Example: Assume that a jurisdiction is participating in RGGI, that the estimated price of a RGGI allowance is $12/ton of carbon dioxide, and that there are no other GHG compliance requirements in this jurisdiction. Further assume that the regulators and other stakeholders in this jurisdiction estimate that the total social cost of GHG emissions is $80/ton. In this case, the environmental compliance impact is $12/ton, and the societal environmental impact is $68/ton ($80-$12). (See CPUC 2020, pages 20-23.)

Anticipated Environmental Requirements

BCAs should account for all environmental requirements expected to be in effect over the study period, including those in place but not yet in effect, and those that are not in place but are likely to be in place during the study period.

A BCA should account for all environmental requirements expected to be in effect over the study period (see RAP 2012; RAP 2013, pages 32-37).
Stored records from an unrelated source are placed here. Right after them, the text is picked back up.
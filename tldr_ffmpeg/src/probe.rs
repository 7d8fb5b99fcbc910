use std::path::Path;
use std::process::Stdio;
use std::time::Duration;

use tokio::process::Command;

use crate::{run::program_name, FfmpegError};

pub fn build_probe_command(ffprobe_path: &str, path: &Path) -> Command {
    let mut cmd = Command::new(ffprobe_path);
    cmd.arg("-v")
        .arg("error")
        .arg("-show_entries")
        .arg("format=duration")
        .arg("-of")
        .arg("default=noprint_wrappers=1:nokey=1")
        .arg(path);
    cmd
}

/// Reads the container duration of an audio or video file.
///
/// # Errors
/// If ffprobe cannot be run, fails, or prints something that is not a
/// non-negative number of seconds.
pub async fn get_media_duration(
    ffprobe_path: &str,
    path: &Path,
) -> Result<Duration, FfmpegError> {
    let mut command = build_probe_command(ffprobe_path, path);
    let program = program_name(&command);

    let output = command
        .stdin(Stdio::null())
        .output()
        .await
        .map_err(|source| FfmpegError::Spawn {
            program: program.clone(),
            source,
        })?;

    if !output.status.success() {
        return Err(FfmpegError::Failed {
            program,
            status: output.status,
            stderr: String::from_utf8_lossy(&output.stderr).trim().to_string(),
        });
    }

    parse_duration(&String::from_utf8_lossy(&output.stdout))
}

fn parse_duration(output: &str) -> Result<Duration, FfmpegError> {
    let seconds = output
        .trim()
        .parse::<f64>()
        .map_err(|e| FfmpegError::ProbeOutput(format!("{output:?}: {e}")))?;

    Duration::try_from_secs_f64(seconds)
        .map_err(|e| FfmpegError::ProbeOutput(format!("{seconds}: {e}")))
}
This should include requirements that are already established by statutes, regulations, orders, or other directives, even if they have not taken effect yet. If a particular requirement is expected to take effect in three years, for example, then the implications of that anticipated requirement should be applied in the third year of the BCA study period and beyond.

Similarly, BCAs should also account for environmental requirements that have not yet been established but are reasonably likely to be established within the study period. Environmental regulations often become more stringent over time (see RAP 2013, page 29) and failure to account for such changes will understate the actual environmental compliance costs.

There will inevitably be some uncertainty about anticipated environmental regulations, just as there is uncertainty about most of the impacts discussed in this MTR handbook. Probability techniques can be used to address this uncertainty, as described below.

Uncertain Environmental Requirements: There may be situations where it is not entirely clear whether environmental requirements will be imposed on the electric utility. For example, a state might establish a GHG target, but the target is not a binding mandate, or the target is applied to the entire economy and not explicitly applied to electric utilities. In these situations, stakeholders and regulators should estimate the most likely timing and magnitude of the targets on electric utilities using the best information available. To completely ignore uncertain GHG targets will understate the costs of compliance with them in the BCA. This could result in implementation of fewer DERs, which could ultimately result in higher costs to comply with the targets once they are applied to the electric utilities. Methods for addressing uncertainty and risk in BCAs are discussed in Chapter 10.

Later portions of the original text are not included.